Slavery in Soccer? I Don’t Think So

It’s amusing how the term “slavery” gets thrown around these days. In November of 2003, Rasheed Wallace compared the NBA’s Zero-Tolerance policy concerning arguing with referees to slavery. “That’s retarded,” the eloquent Wallace opined. “In my mind, it’s kind of like a slave and master or father and son. You’ve got your little son and you say don’t say nothing back to me — and to me, that’s totally wrong. It ain’t like that in any other sport.” I guess Sheed believes that children are slaves to their parents, too.

A month earlier, Warren Sapp was fined $50,000 for abusing NFL referees, and promptly compared himself to a slave, the NFL to a slave master, and called rival Lavar Arrington a house slave. “(Arrington) got what he wanted. He snitched, and the slave master came down,” explained Sapp. “Stop a man from doing what he’s been doing for nine years, and now there’s a rule against me? . . . It’s a slave system. Make no mistake about it. Slave master says you can’t do it, then don’t do it. They’ll make an example out of you.” How? By taking 7.5% of their $6.6 million salary, apparently. I didn’t know slaves could afford a $50 dollar fine, let alone a $50,000 fine.

Other professional athletes who seem to think that they’re still living on a plantation in the antebellum South include Dennis Rodman, Larry Johnson, and Tony Romo (at least according to Michael Irvin).

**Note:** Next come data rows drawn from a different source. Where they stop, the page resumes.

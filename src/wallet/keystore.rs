// A wallet is a persisted keypair plus the account info last reported by
// a proposer. The info is tracked optimistically on the sending side and
// corrected whenever an account_info message arrives.

use std::path::Path;

use crate::crypto::keys::{KeyError, KeyPair};
use crate::primitives::transaction::{Transaction, TxError};

#[derive(Debug, Clone, Copy, Default, PartialEq, Eq)]
pub struct AccountInfo {
    pub nonce: u64,
    pub balance: u64,
}

pub struct Wallet {
    pair: KeyPair,
    pub info: AccountInfo,
}

impl Wallet {
    /// Load or create the keypair stored under `(id, name)` in `dir`.
    pub fn new(dir: &Path, id: &str, name: &str) -> Result<Self, KeyError> {
        Ok(Wallet {
            pair: KeyPair::load_or_create(dir, id, name)?,
            info: AccountInfo::default(),
        })
    }

    pub fn public_key(&self) -> Vec<u8> {
        self.pair.public_key()
    }

    /// Sign the transaction's command bytes and seal its hash. The inner
    /// data must already pass the contents check.
    pub fn sign(&self, tx: &mut Transaction) -> Result<(), TxError> {
        tx.contents_check()?;
        tx.inner.signature = self.pair.sign(&tx.inner.data);
        tx.hash = Transaction::compute_hash(&tx.inner)?;
        Ok(())
    }

    /// Detached signature over arbitrary content (node-id proofs).
    pub fn quick_sign(&self, content: &[u8]) -> Vec<u8> {
        self.pair.sign(content)
    }
}
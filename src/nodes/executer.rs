// Proposer (executer) node: owns the chain and the account store, admits
// transactions, proposes blocks, validates worker registrations and
// keeps in step with other proposers.
//
// One task per accepted connection; the chain mutex serializes every
// state-modifying handler, so within one proposer the chain advances
// monotonically. The pool mutex is independent and is never held while
// taking the chain mutex.

use std::path::Path;
use std::sync::atomic::{AtomicBool, Ordering};
use std::sync::Arc;
use std::time::{Duration, SystemTime, UNIX_EPOCH};

use tokio::net::TcpListener;
use tokio::sync::{mpsc, Mutex};
use tracing::{error, info, warn};

use crate::config::{NetConfig, EPOCH_RETRY_MS};
use crate::consensus::chain::Chain;
use crate::consensus::genesis;
use crate::consensus::pow;
use crate::consensus::state::{state_root, ExecutionError, TxExecutor};
use crate::crypto::hash::HASH_BYTES;
use crate::crypto::keys;
use crate::net::mempool::TxPool;
use crate::net::protocol::{
    read_frame, AcceptedBlockMsg, AccountInfoMsg, AccountMsg, AddressMsg, BlockchainInfoMsg,
    JoinMsg, Message, NodeId, NodeKind, OfferBlockMsg, RegisterBlockMsg, RewardMsg,
    SyncBlockRequestMsg, SyncBlockResponseMsg, TxMsg, TxPoolMsg,
};
use crate::node::db::AccountState;
use crate::nodes::epoch::{self, Epoch};
use crate::nodes::node::Node;
use crate::nodes::NodeError;
use crate::primitives::block::{Block, TxBundle};
use crate::primitives::transaction::Transaction;

fn now_ms() -> i64 {
    SystemTime::now()
        .duration_since(UNIX_EPOCH)
        .map(|d| d.as_millis() as i64)
        .unwrap_or(0)
}

/// The bundle commitment and wall-clock of the most recent offer; a
/// registration must match it to be considered.
struct OfferState {
    time_ms: i64,
    bundle_root: Option<[u8; HASH_BYTES]>,
}

pub struct ExecuterNode {
    node: Node,
    chain: Mutex<Chain>,
    pool: TxPool,
    epoch: Epoch,
    syncing: AtomicBool,
    offer: Mutex<OfferState>,
    generator: Vec<u8>,
}
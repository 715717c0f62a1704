pub mod epoch;
pub mod executer;
pub mod miner;
pub mod node;
pub mod wallet;

use crate::consensus::chain::ChainError;
use crate::consensus::state::ExecutionError;
use crate::crypto::keys::KeyError;
use crate::net::protocol::CodecError;
use crate::node::db::StoreError;
use crate::primitives::transaction::TxError;

/// Top-level node failure; anything that reaches a handler's caller as
/// this type terminates the process.
#[derive(Debug, thiserror::Error)]
pub enum NodeError {
    #[error("io: {0}")]
    Io(#[from] std::io::Error),
    #[error("task: {0}")]
    Task(#[from] tokio::task::JoinError),
    #[error("wire codec: {0}")]
    Codec(#[from] CodecError),
    #[error("chain: {0}")]
    Chain(#[from] ChainError),
    #[error("storage: {0}")]
    Store(#[from] StoreError),
    #[error("execution: {0}")]
    Execution(#[from] ExecutionError),
    #[error("key: {0}")]
    Key(#[from] KeyError),
    #[error("transaction: {0}")]
    Tx(#[from] TxError),
    #[error("json: {0}")]
    Json(#[from] serde_json::Error),
}
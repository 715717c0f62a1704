// Merkle tree over arbitrary byte sequences.
//
// The input is padded to the next power of two by duplicating the last
// element, so every level pairs up evenly. Leaves are SHA3-256 of the
// element bytes, internal nodes SHA3-256(left || right).

use crate::crypto::hash::{hash_sha3_256, hash_sha3_256_concat, HASH_BYTES};

pub fn next_power_of_two(n: usize) -> usize {
    let mut m = 1usize;
    while m < n {
        m <<= 1;
    }
    m
}

pub fn merkle_root<T: AsRef<[u8]>>(items: &[T]) -> [u8; HASH_BYTES] {
    if items.is_empty() {
        return [0u8; HASH_BYTES];
    }

    let mut level: Vec<[u8; HASH_BYTES]> =
        items.iter().map(|i| hash_sha3_256(i.as_ref())).collect();

    // Pad by duplicating the last leaf up to the next power of two.
    let target = next_power_of_two(level.len());
    while level.len() < target {
        let last = level[level.len() - 1];
        level.push(last);
    }

    while level.len() > 1 {
        let mut next = Vec::with_capacity(level.len() / 2);
        for pair in level.chunks(2) {
            next.push(hash_sha3_256_concat(&pair[0], &pair[1]));
        }
        level = next;
    }
    level[0]
}
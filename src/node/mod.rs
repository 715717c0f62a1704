pub mod db;

pub use db::{AccountState, ChainDb, StoreError};
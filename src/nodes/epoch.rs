// Proposal epochs are driven through a boolean channel: every `true`
// runs one proposal round, `false` terminates the task. The round logic
// reaches the node through a shared handle captured by the closure; the
// task itself holds only the receiving end.

use std::future::Future;

use tokio::sync::mpsc;

#[derive(Clone)]
pub struct Epoch {
    tx: mpsc::UnboundedSender<bool>,
}

impl Epoch {
    pub fn channel() -> (Self, mpsc::UnboundedReceiver<bool>) {
        let (tx, rx) = mpsc::unbounded_channel();
        (Epoch { tx }, rx)
    }

    /// Kick off one proposal round.
    pub fn signal(&self) {
        let _ = self.tx.send(true);
    }

    /// Terminate the epoch task.
    pub fn stop(&self) {
        let _ = self.tx.send(false);
    }
}

pub fn spawn<F, Fut>(mut rx: mpsc::UnboundedReceiver<bool>, round: F)
where
    F: Fn() -> Fut + Send + 'static,
    Fut: Future<Output = ()> + Send + 'static,
{
    tokio::spawn(async move {
        while let Some(flag) = rx.recv().await {
            if !flag {
                break;
            }
            round().await;
        }
    });
}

Oh, by the way. Rasheed Wallace made almost $17 million during the 2003-2004 season. Sapp, as mentioned, made $6.6 million. Dennis Rodman made millions in salary, endorsements, book sales, and bad movies like “Simon Sez.” Larry Johnson made about $73 million during his career in salary alone (I’m not sure what he made on those Grandmama ads, but I’m sure he cleaned up).

Now, we have Sepp Blatter throwing his hat into the ring. Apparently, Blatter fancies himself as a modern-day Abraham Lincoln or Moses. How else can you explain his latest nonsensical rant, this time weighing in on the Cristiano Ronaldo situation? He compares football to slavery and demands that Manchester United let his Ronaldo go.

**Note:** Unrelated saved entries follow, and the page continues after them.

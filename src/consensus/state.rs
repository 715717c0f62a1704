// Deterministic state transition: transaction execution against the
// account table, and the Merkle commitment over the table.
//
// Execution is destructive: account writes land in the store as soon as
// they happen, with no rollback. Callers decide whether a failure is
// benign (drop the transaction) or fatal (the state is suspect).

use tracing::info;

use crate::crypto::hash::HASH_BYTES;
use crate::crypto::merkle::merkle_root;
use crate::node::db::{AccountState, ChainDb, StoreError};
use crate::primitives::transaction::{Command, Transaction, TxError};

#[derive(Debug, thiserror::Error)]
pub enum ExecutionError {
    #[error("invalid transaction")]
    InvalidTransaction,
    #[error("command: {0}")]
    Command(#[from] TxError),
    #[error("transfer endpoints are the same account")]
    SameAccount,
    #[error("nonce is not expected")]
    NonceMismatch,
    #[error("balance underflow")]
    Underflow,
    #[error("balance overflow beyond the genesis supply")]
    Overflow,
    #[error("state hash does not match")]
    StateMismatch,
    #[error("storage: {0}")]
    Store(#[from] StoreError),
    #[error("codec: {0}")]
    Codec(#[from] serde_json::Error),
}

impl ExecutionError {
    /// Storage trouble poisons the process; everything else just
    /// disqualifies the one transaction being executed.
    pub fn is_fatal(&self) -> bool {
        matches!(self, ExecutionError::Store(_) | ExecutionError::StateMismatch)
    }
}

/// Executes command transactions against the live account table. The
/// generator public key funds airdrops.
pub struct TxExecutor<'a> {
    db: &'a ChainDb,
    generator: &'a [u8],
}

impl<'a> TxExecutor<'a> {
    pub fn new(db: &'a ChainDb, generator: &'a [u8]) -> Self {
        TxExecutor { db, generator }
    }

    /// Re-verify, decode the command tag and dispatch.
    pub fn execute(&self, tx: &Transaction) -> Result<(), ExecutionError> {
        if !tx.verify()? {
            return Err(ExecutionError::InvalidTransaction);
        }

        match Command::decode(&tx.inner.data)? {
            Command::Airdrop(cmd) => {
                info!("airdropping {}...", cmd.amount);
                self.transfer_impl(
                    &cmd.public_key,
                    tx.inner.nonce,
                    self.generator,
                    &cmd.public_key,
                    cmd.amount,
                )
            }
            Command::Transfer(cmd) => {
                info!("transfering {}...", cmd.amount);
                self.transfer_impl(&cmd.from, tx.inner.nonce, &cmd.from, &cmd.to, cmd.amount)
            }
        }
    }

    /// Move `amount` from `from` to `to`. The author's endpoint carries
    /// the nonce check; writes are persisted per endpoint as they occur.
    fn transfer_impl(
        &self,
        caller: &[u8],
        nonce: u64,
        from: &[u8],
        to: &[u8],
        amount: u64,
    ) -> Result<(), ExecutionError> {
        if from == to {
            return Err(ExecutionError::SameAccount);
        }

        let mut from_state = self.db.get_account_state(from)?.unwrap_or_default();
        if caller == from && !from_state.check_nonce(nonce) {
            return Err(ExecutionError::NonceMismatch);
        }
        if !from_state.subtract(amount) {
            return Err(ExecutionError::Underflow);
        }
        self.db.put_account_state(from, &from_state)?;

        let mut to_state = self.db.get_account_state(to)?.unwrap_or_default();
        if caller == to && !to_state.check_nonce(nonce) {
            return Err(ExecutionError::NonceMismatch);
        }
        if !to_state.add(amount) {
            return Err(ExecutionError::Overflow);
        }
        self.db.put_account_state(to, &to_state)?;
        Ok(())
    }
}

/// Merkle commitment over the ordered account table: each entry hashes
/// as `key || value`, the sequence padded to the next power of two.
pub fn state_root(db: &ChainDb) -> Result<[u8; HASH_BYTES], ExecutionError> {
    let states = db.iter_states()?;
    let entries: Vec<Vec<u8>> = states
        .into_iter()
        .map(|(mut key, value)| {
            key.extend_from_slice(&value);
            key
        })
        .collect();
    Ok(merkle_root(&entries))
}

#[cfg(test)]
mod tests {
    use super::*;
    use crate::consensus::genesis::{generator_public_key, GENESIS_BALANCE};
    use crate::crypto::hash::hash_sha3_256;
    use crate::primitives::transaction::{Airdrop, Transfer, TxData};
    use crate::wallet::keystore::Wallet;
    use std::path::Path;
    use tempfile::tempdir;

    fn open(dir: &Path) -> (ChainDb, Vec<u8>) {
        let db = ChainDb::open(dir, "3000").unwrap();
        let generator = generator_public_key(dir).unwrap();
        (db, generator)
    }

    fn signed_command_tx(wallet: &Wallet, cmd: &Command, nonce: u64) -> Transaction {
        let mut tx = Transaction {
            hash: [0u8; 32],
            inner: TxData {
                data: cmd.encode().unwrap(),
                public_key: wallet.public_key(),
                nonce,
                signature: vec![],
                timestamp: 1_700_000_000_000,
            },
        };
        wallet.sign(&mut tx).unwrap();
        tx
    }

    fn total_supply(db: &ChainDb) -> u64 {
        db.iter_states()
            .unwrap()
            .iter()
            .map(|(_, v)| {
                serde_json::from_slice::<AccountState>(v).unwrap().balance
            })
            .sum()
    }

    #[test]
    fn test_airdrop_moves_from_generator() {
        let dir = tempdir().unwrap();
        let (db, generator) = open(dir.path());
        let wallet = Wallet::new(dir.path(), "3002", "0").unwrap();

        let cmd = Command::Airdrop(Airdrop {
            public_key: wallet.public_key(),
            amount: 1,
        });
        let tx = signed_command_tx(&wallet, &cmd, 0);

        TxExecutor::new(&db, &generator).execute(&tx).unwrap();

        let recipient = db
            .get_account_state(&wallet.public_key())
            .unwrap()
            .unwrap();
        assert_eq!(recipient.balance, 1);
        assert_eq!(recipient.nonce, 1);
        let gen = db.get_account_state(&generator).unwrap().unwrap();
        assert_eq!(gen.balance, GENESIS_BALANCE - 1);
        assert_eq!(total_supply(&db), GENESIS_BALANCE);
    }

    #[test]
    fn test_airdrop_replay_rejected() {
        let dir = tempdir().unwrap();
        let (db, generator) = open(dir.path());
        let wallet = Wallet::new(dir.path(), "3002", "0").unwrap();

        let cmd = Command::Airdrop(Airdrop {
            public_key: wallet.public_key(),
            amount: 1,
        });
        let tx = signed_command_tx(&wallet, &cmd, 0);
        let executor = TxExecutor::new(&db, &generator);
        executor.execute(&tx).unwrap();

        let err = executor.execute(&tx).unwrap_err();
        assert!(matches!(err, ExecutionError::NonceMismatch));
        assert!(!err.is_fatal());

        // the recipient side stays at the post-first-execution values
        let recipient = db
            .get_account_state(&wallet.public_key())
            .unwrap()
            .unwrap();
        assert_eq!(recipient.balance, 1);
        assert_eq!(recipient.nonce, 1);
    }

    #[test]
    fn test_transfer_roundtrip_and_zero_amount() {
        let dir = tempdir().unwrap();
        let (db, generator) = open(dir.path());
        let alice = Wallet::new(dir.path(), "3002", "0").unwrap();
        let bob = Wallet::new(dir.path(), "3002", "1").unwrap();
        let executor = TxExecutor::new(&db, &generator);

        let fund = signed_command_tx(
            &alice,
            &Command::Airdrop(Airdrop {
                public_key: alice.public_key(),
                amount: 10,
            }),
            0,
        );
        executor.execute(&fund).unwrap();

        let pay = signed_command_tx(
            &alice,
            &Command::Transfer(Transfer {
                from: alice.public_key(),
                to: bob.public_key(),
                amount: 4,
            }),
            1,
        );
        executor.execute(&pay).unwrap();
        assert_eq!(
            db.get_account_state(&alice.public_key())
                .unwrap()
                .unwrap()
                .balance,
            6
        );
        assert_eq!(
            db.get_account_state(&bob.public_key())
                .unwrap()
                .unwrap()
                .balance,
            4
        );

        // zero-amount transfer succeeds and still burns a nonce
        let nop = signed_command_tx(
            &alice,
            &Command::Transfer(Transfer {
                from: alice.public_key(),
                to: bob.public_key(),
                amount: 0,
            }),
            2,
        );
        executor.execute(&nop).unwrap();
        let alice_state = db
            .get_account_state(&alice.public_key())
            .unwrap()
            .unwrap();
        assert_eq!(alice_state.balance, 6);
        assert_eq!(alice_state.nonce, 3);
    }

    #[test]
    fn test_self_transfer_rejected() {
        let dir = tempdir().unwrap();
        let (db, generator) = open(dir.path());
        let alice = Wallet::new(dir.path(), "3002", "0").unwrap();

        let tx = signed_command_tx(
            &alice,
            &Command::Transfer(Transfer {
                from: alice.public_key(),
                to: alice.public_key(),
                amount: 1,
            }),
            0,
        );
        let err = TxExecutor::new(&db, &generator).execute(&tx).unwrap_err();
        assert!(matches!(err, ExecutionError::SameAccount));
    }

    #[test]
    fn test_underflow_rejected() {
        let dir = tempdir().unwrap();
        let (db, generator) = open(dir.path());
        let alice = Wallet::new(dir.path(), "3002", "0").unwrap();
        let bob = Wallet::new(dir.path(), "3002", "1").unwrap();

        let tx = signed_command_tx(
            &alice,
            &Command::Transfer(Transfer {
                from: alice.public_key(),
                to: bob.public_key(),
                amount: 1,
            }),
            0,
        );
        let err = TxExecutor::new(&db, &generator).execute(&tx).unwrap_err();
        assert!(matches!(err, ExecutionError::Underflow));
    }

    #[test]
    fn test_tampered_transaction_rejected() {
        let dir = tempdir().unwrap();
        let (db, generator) = open(dir.path());
        let alice = Wallet::new(dir.path(), "3002", "0").unwrap();

        let mut tx = signed_command_tx(
            &alice,
            &Command::Airdrop(Airdrop {
                public_key: alice.public_key(),
                amount: 1,
            }),
            0,
        );
        tx.inner.nonce = 5;
        let err = TxExecutor::new(&db, &generator).execute(&tx).unwrap_err();
        assert!(matches!(err, ExecutionError::InvalidTransaction));
    }

    #[test]
    fn test_state_root_single_entry_is_leaf_hash() {
        let dir = tempdir().unwrap();
        let (db, generator) = open(dir.path());

        // fresh store holds exactly the generator entry
        let states = db.iter_states().unwrap();
        assert_eq!(states.len(), 1);
        assert_eq!(states[0].0, generator);

        let mut leaf = states[0].0.clone();
        leaf.extend_from_slice(&states[0].1);
        assert_eq!(state_root(&db).unwrap(), hash_sha3_256(&leaf));
    }

    #[test]
    fn test_state_root_tracks_changes() {
        let dir = tempdir().unwrap();
        let (db, generator) = open(dir.path());
        let before = state_root(&db).unwrap();

        db.put_account_state(&[7u8; 32], &AccountState { nonce: 0, balance: 5 })
            .unwrap();
        let after = state_root(&db).unwrap();
        assert_ne!(before, after);
        let _ = generator;
    }
}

“In football, there’s too much modern slavery, in transferring players or buying players here and there and putting them somewhere,” Blatter said. “The important thing is we should also protect the player. And if the player wants to play somewhere else, then a solution should be found. If he stays in a club where he does not feel comfortable to play, then it’s not good for the player and for the club. I’m always in favour to protect the player and if the player wants to leave, let him leave.”

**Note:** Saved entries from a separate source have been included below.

use clap::{Parser, Subcommand};
use tracing::error;

use minichain::config::{
    NetConfig, DEFAULT_EXECUTER_PORT, DEFAULT_MINER_PORT, DEFAULT_WALLET_PORT,
};
use minichain::nodes::executer::ExecuterNode;
use minichain::nodes::miner::MinerNode;
use minichain::nodes::wallet::WalletNode;
use minichain::nodes::NodeError;

#[derive(Parser)]
#[command(name = "minichaind", about = "Educational proof-of-work blockchain node")]
struct Cli {
    #[command(subcommand)]
    role: Role,
}

#[derive(Subcommand)]
enum Role {
    /// Start a proposer node: owns the chain, admits transactions and
    /// offers blocks to workers.
    Executer {
        #[arg(short, long, default_value = DEFAULT_EXECUTER_PORT)]
        port: String,
    },
    /// Start a worker node: searches proof-of-work nonces for offered
    /// blocks.
    Miner {
        #[arg(short, long, default_value = DEFAULT_MINER_PORT)]
        port: String,
    },
    /// Start a wallet node: holds keypairs and emits periodic airdrops.
    Wallet {
        #[arg(short, long, default_value = DEFAULT_WALLET_PORT)]
        port: String,
    },
}

async fn run_executer(port: String) -> Result<(), NodeError> {
    let (node, epoch_rx) = ExecuterNode::new(NetConfig::new(port))?;
    node.run(epoch_rx).await
}

async fn run_miner(port: String) -> Result<(), NodeError> {
    MinerNode::new(NetConfig::new(port)).run().await
}

async fn run_wallet(port: String) -> Result<(), NodeError> {
    WalletNode::new(NetConfig::new(port))?.run().await
}

#[tokio::main]
async fn main() {
    tracing_subscriber::fmt().with_target(false).init();

    let cli = match Cli::try_parse() {
        Ok(cli) => cli,
        Err(e) => {
            // missing or unknown role prints usage and exits 1
            let _ = e.print();
            std::process::exit(1);
        }
    };

    let result = match cli.role {
        Role::Executer { port } => run_executer(port).await,
        Role::Miner { port } => run_miner(port).await,
        Role::Wallet { port } => run_wallet(port).await,
    };

    if let Err(e) = result {
        error!("{e}");
        std::process::exit(1);
    }
}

Before Blatter decides to don the stove-pipe hat, grow a beard, and issue his version of the Emancipation Proclamation, I feel the need to shine a little light on this situation. After all, I was a history major in college and I even took a “History of Slavery” seminar during my junior year. I wrote a lengthy research paper about John Calhoun and how his arguments in support of slavery helped bring on the Civil War. As such, I feel like I’m pretty qualified to say what I’m about to say:

Cristiano Ronaldo is not a slave. Slaves don’t make millions of dollars in salary and endorsements. Slaves don’t hold their masters hostage while negotiating a move to another plantation. And slaves certainly don’t go romping on the beaches of Italy with ridiculously hot women like Nereida Gallardo in tow. Basically, if 90% of the world’s population would trade places with you in a heartbeat and think that it’s not fair how great you have it, then you are probably not a slave.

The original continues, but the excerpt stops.